### Your instructions
Select every line below containing the word "available".
(Beginning of Given entries)
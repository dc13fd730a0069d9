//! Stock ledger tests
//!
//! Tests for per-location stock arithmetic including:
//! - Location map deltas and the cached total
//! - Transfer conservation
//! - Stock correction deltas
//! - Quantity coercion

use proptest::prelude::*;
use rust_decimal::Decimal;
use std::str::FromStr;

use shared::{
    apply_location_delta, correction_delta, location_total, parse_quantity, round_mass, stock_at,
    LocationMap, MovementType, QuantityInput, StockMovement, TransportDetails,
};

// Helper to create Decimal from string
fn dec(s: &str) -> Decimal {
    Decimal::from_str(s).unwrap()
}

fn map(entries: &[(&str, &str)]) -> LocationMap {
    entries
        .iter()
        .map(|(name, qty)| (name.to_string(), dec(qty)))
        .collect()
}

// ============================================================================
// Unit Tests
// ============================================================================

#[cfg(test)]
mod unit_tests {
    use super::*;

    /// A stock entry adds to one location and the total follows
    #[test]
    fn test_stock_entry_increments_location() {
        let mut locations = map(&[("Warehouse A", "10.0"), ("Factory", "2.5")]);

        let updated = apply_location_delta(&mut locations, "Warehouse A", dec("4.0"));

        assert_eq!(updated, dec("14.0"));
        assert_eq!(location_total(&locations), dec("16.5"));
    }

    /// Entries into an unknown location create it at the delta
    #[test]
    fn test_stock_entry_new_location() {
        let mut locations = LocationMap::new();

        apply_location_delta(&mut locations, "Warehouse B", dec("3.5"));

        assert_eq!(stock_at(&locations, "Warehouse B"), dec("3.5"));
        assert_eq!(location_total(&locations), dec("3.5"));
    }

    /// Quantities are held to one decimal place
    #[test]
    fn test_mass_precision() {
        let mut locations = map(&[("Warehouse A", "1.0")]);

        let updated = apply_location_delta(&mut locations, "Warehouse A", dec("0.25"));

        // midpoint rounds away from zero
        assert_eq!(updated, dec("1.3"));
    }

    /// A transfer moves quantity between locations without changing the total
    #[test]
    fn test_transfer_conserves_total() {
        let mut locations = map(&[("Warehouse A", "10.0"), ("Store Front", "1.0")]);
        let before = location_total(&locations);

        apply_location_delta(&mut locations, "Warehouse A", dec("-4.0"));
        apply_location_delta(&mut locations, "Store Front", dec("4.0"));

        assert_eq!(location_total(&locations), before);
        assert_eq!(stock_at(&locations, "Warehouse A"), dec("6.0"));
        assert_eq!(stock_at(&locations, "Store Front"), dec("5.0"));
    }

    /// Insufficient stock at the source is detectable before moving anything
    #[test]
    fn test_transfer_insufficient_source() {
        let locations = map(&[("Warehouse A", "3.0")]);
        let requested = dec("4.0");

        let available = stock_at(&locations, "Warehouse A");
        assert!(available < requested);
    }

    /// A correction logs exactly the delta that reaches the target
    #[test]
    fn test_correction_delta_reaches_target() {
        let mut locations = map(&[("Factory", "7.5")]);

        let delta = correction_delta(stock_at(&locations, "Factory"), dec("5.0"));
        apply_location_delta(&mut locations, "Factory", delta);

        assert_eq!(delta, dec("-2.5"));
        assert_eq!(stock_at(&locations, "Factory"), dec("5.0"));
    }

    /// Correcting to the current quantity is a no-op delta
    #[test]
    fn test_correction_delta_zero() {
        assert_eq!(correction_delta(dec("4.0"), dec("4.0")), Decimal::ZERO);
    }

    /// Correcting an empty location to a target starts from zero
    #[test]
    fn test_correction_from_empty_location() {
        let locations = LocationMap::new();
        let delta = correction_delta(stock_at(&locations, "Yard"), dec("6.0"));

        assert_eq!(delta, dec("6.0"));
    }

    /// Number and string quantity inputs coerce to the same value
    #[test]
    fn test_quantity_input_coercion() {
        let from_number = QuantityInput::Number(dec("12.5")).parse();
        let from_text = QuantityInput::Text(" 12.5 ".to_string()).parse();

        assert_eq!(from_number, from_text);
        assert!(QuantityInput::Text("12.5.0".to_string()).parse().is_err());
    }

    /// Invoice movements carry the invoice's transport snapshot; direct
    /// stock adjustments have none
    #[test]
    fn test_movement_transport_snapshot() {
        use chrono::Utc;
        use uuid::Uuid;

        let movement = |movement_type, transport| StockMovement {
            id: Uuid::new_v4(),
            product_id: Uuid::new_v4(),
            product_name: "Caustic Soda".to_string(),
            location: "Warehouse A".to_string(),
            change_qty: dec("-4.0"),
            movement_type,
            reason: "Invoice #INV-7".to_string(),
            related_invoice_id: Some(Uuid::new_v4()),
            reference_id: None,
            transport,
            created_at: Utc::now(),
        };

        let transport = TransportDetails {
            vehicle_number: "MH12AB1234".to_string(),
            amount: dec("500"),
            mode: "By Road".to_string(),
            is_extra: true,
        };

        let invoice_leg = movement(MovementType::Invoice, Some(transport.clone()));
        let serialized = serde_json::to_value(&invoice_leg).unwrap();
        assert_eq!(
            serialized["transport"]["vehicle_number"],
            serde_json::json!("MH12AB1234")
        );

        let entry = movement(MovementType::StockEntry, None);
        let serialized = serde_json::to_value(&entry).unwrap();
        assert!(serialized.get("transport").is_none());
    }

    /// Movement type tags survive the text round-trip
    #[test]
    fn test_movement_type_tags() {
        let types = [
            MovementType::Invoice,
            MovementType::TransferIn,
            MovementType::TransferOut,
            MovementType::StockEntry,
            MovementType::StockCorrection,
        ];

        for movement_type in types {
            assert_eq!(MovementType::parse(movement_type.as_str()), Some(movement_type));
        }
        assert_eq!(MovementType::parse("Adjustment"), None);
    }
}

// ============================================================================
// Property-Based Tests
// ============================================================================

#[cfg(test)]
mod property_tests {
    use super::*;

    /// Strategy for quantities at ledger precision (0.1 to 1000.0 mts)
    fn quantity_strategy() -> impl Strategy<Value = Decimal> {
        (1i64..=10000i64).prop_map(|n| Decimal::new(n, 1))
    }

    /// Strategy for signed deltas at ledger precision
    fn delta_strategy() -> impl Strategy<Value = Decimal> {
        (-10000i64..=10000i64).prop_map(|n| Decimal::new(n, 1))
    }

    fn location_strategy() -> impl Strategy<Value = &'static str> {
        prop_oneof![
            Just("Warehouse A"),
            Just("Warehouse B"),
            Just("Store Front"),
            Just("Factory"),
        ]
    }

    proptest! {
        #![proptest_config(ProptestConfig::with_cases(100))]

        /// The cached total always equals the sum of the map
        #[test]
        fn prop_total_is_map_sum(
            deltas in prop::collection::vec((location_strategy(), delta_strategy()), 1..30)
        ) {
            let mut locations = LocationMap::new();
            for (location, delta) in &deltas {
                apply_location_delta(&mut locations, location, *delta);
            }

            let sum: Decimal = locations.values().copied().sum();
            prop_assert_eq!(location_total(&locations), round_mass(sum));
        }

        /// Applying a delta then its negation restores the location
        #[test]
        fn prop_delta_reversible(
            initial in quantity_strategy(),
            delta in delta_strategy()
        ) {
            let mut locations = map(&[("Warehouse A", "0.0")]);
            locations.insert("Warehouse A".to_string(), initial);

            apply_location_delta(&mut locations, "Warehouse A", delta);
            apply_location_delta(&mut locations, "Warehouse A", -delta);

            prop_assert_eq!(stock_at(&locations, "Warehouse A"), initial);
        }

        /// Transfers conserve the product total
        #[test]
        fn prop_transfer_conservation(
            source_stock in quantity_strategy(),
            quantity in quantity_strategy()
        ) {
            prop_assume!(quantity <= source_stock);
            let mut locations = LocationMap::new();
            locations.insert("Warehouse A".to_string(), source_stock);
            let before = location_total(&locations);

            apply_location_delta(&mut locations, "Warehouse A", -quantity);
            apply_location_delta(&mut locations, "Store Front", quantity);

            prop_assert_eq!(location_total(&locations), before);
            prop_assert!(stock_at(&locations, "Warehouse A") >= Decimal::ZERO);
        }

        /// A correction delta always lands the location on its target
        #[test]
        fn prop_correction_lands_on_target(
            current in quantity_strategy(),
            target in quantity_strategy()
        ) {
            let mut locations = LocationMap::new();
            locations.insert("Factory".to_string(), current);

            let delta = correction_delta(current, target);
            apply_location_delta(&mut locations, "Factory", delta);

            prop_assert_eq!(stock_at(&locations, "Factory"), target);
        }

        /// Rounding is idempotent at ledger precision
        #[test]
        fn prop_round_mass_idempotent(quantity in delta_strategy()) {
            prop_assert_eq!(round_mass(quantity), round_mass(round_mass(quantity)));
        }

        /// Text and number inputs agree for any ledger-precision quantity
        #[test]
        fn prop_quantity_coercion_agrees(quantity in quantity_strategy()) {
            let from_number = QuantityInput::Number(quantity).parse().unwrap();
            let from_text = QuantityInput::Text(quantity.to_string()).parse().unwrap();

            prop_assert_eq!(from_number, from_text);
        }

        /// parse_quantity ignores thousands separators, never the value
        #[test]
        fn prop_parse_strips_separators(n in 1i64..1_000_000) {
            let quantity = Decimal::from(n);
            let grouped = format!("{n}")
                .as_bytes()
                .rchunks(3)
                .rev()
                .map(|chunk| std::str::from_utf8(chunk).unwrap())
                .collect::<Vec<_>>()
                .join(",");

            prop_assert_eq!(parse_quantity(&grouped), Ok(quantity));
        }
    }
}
(End of Given entries)
(Beginning of Given entries)
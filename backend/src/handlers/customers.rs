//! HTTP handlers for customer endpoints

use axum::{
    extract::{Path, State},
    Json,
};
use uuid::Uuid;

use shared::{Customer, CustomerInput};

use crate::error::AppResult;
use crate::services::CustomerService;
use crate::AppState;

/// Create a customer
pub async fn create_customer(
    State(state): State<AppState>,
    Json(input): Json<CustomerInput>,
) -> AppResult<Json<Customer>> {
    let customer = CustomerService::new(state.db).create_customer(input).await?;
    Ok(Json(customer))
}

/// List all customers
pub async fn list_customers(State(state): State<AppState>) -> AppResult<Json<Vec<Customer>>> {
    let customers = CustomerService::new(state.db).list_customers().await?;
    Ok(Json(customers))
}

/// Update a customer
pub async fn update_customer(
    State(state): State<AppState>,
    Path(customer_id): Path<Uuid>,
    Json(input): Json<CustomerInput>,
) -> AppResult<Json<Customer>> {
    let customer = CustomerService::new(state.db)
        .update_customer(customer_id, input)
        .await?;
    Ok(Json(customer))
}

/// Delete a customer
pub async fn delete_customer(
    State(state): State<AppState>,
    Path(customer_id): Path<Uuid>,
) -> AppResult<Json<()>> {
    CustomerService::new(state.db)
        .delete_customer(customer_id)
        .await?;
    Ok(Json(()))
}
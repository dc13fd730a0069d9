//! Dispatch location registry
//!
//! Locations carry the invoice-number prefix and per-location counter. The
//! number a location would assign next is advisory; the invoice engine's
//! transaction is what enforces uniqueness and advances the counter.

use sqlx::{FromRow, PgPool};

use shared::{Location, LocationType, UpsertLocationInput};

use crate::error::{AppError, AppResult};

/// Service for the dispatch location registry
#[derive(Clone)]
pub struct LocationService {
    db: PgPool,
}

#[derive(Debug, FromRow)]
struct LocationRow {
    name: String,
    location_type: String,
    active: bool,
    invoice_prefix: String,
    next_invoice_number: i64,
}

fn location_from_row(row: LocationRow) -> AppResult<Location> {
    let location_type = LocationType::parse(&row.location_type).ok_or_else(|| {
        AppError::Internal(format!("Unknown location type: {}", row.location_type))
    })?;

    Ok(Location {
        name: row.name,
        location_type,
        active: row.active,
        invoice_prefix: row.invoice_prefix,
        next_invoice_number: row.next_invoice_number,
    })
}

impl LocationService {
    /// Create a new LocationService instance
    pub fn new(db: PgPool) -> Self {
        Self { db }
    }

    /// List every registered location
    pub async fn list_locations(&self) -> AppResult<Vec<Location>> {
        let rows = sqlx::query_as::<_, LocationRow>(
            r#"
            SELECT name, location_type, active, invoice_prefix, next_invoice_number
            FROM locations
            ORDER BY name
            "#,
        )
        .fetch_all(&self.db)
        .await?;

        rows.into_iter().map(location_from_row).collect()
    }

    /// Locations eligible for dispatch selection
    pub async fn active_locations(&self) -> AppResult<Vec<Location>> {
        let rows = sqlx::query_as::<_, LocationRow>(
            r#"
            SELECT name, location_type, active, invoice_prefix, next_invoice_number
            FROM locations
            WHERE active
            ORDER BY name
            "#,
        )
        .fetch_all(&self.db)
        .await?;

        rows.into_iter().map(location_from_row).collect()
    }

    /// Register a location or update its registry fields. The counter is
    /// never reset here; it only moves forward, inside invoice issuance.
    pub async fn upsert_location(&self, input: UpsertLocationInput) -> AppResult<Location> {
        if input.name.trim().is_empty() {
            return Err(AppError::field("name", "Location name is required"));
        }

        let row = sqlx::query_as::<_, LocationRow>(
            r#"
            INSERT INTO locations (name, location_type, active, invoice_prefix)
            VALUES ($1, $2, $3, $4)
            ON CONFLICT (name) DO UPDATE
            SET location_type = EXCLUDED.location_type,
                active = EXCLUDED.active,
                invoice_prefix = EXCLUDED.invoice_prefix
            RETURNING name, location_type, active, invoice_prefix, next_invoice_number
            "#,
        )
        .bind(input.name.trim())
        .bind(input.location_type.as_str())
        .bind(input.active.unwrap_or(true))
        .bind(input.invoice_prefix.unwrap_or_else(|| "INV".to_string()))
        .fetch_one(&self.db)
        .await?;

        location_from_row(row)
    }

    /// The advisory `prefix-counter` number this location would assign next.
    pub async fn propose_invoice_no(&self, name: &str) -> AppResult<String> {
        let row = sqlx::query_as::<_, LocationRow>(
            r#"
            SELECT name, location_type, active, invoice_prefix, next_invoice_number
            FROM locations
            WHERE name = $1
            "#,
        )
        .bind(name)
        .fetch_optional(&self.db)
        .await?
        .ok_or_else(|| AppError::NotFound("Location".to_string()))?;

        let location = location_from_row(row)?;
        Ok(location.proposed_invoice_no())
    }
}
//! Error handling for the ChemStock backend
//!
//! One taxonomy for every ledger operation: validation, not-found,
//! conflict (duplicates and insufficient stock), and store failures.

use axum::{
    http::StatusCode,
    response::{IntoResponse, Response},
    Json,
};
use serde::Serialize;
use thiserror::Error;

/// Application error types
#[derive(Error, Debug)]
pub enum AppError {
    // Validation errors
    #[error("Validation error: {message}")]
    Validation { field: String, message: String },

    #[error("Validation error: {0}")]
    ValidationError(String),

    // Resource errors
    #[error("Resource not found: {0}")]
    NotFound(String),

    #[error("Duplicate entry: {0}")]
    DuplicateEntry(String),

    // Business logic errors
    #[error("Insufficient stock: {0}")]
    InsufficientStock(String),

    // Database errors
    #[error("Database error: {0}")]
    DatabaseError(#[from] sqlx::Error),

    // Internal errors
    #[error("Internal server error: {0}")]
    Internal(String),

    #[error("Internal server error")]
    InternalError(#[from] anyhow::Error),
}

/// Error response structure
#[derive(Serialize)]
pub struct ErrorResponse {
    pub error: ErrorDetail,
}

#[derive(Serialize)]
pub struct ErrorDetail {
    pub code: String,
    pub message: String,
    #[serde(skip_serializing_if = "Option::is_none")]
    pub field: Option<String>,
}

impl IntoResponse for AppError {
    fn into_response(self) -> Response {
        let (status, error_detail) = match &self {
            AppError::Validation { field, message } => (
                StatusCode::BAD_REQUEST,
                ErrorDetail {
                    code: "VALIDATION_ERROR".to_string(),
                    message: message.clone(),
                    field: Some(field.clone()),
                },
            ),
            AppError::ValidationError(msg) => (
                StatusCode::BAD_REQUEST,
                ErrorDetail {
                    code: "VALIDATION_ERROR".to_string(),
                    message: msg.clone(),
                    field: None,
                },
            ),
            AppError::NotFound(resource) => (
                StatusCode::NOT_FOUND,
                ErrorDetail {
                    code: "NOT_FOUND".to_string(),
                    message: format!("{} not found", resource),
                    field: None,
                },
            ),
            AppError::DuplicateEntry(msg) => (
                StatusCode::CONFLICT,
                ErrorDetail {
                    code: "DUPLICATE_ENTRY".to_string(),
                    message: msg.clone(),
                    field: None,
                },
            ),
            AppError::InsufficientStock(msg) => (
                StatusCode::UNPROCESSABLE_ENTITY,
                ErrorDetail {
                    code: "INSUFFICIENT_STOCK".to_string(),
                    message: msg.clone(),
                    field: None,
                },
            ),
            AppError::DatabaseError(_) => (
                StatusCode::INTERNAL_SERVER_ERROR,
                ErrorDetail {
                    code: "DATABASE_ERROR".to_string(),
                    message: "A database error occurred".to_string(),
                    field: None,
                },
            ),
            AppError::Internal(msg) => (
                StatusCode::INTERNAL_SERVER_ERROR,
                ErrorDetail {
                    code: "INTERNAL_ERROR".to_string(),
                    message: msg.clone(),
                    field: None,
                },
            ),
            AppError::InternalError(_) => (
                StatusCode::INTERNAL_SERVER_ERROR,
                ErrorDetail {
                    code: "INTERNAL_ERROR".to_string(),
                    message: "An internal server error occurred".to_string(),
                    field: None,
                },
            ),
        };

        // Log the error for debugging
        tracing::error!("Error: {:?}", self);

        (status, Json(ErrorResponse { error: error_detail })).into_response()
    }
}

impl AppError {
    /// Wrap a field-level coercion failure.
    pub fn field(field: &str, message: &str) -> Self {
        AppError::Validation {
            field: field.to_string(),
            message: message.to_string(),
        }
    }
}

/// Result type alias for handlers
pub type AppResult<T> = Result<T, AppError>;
(End of Given entries)
### Result of this task
        let available = stock_at(&locations, "Warehouse A");
        assert!(available < requested);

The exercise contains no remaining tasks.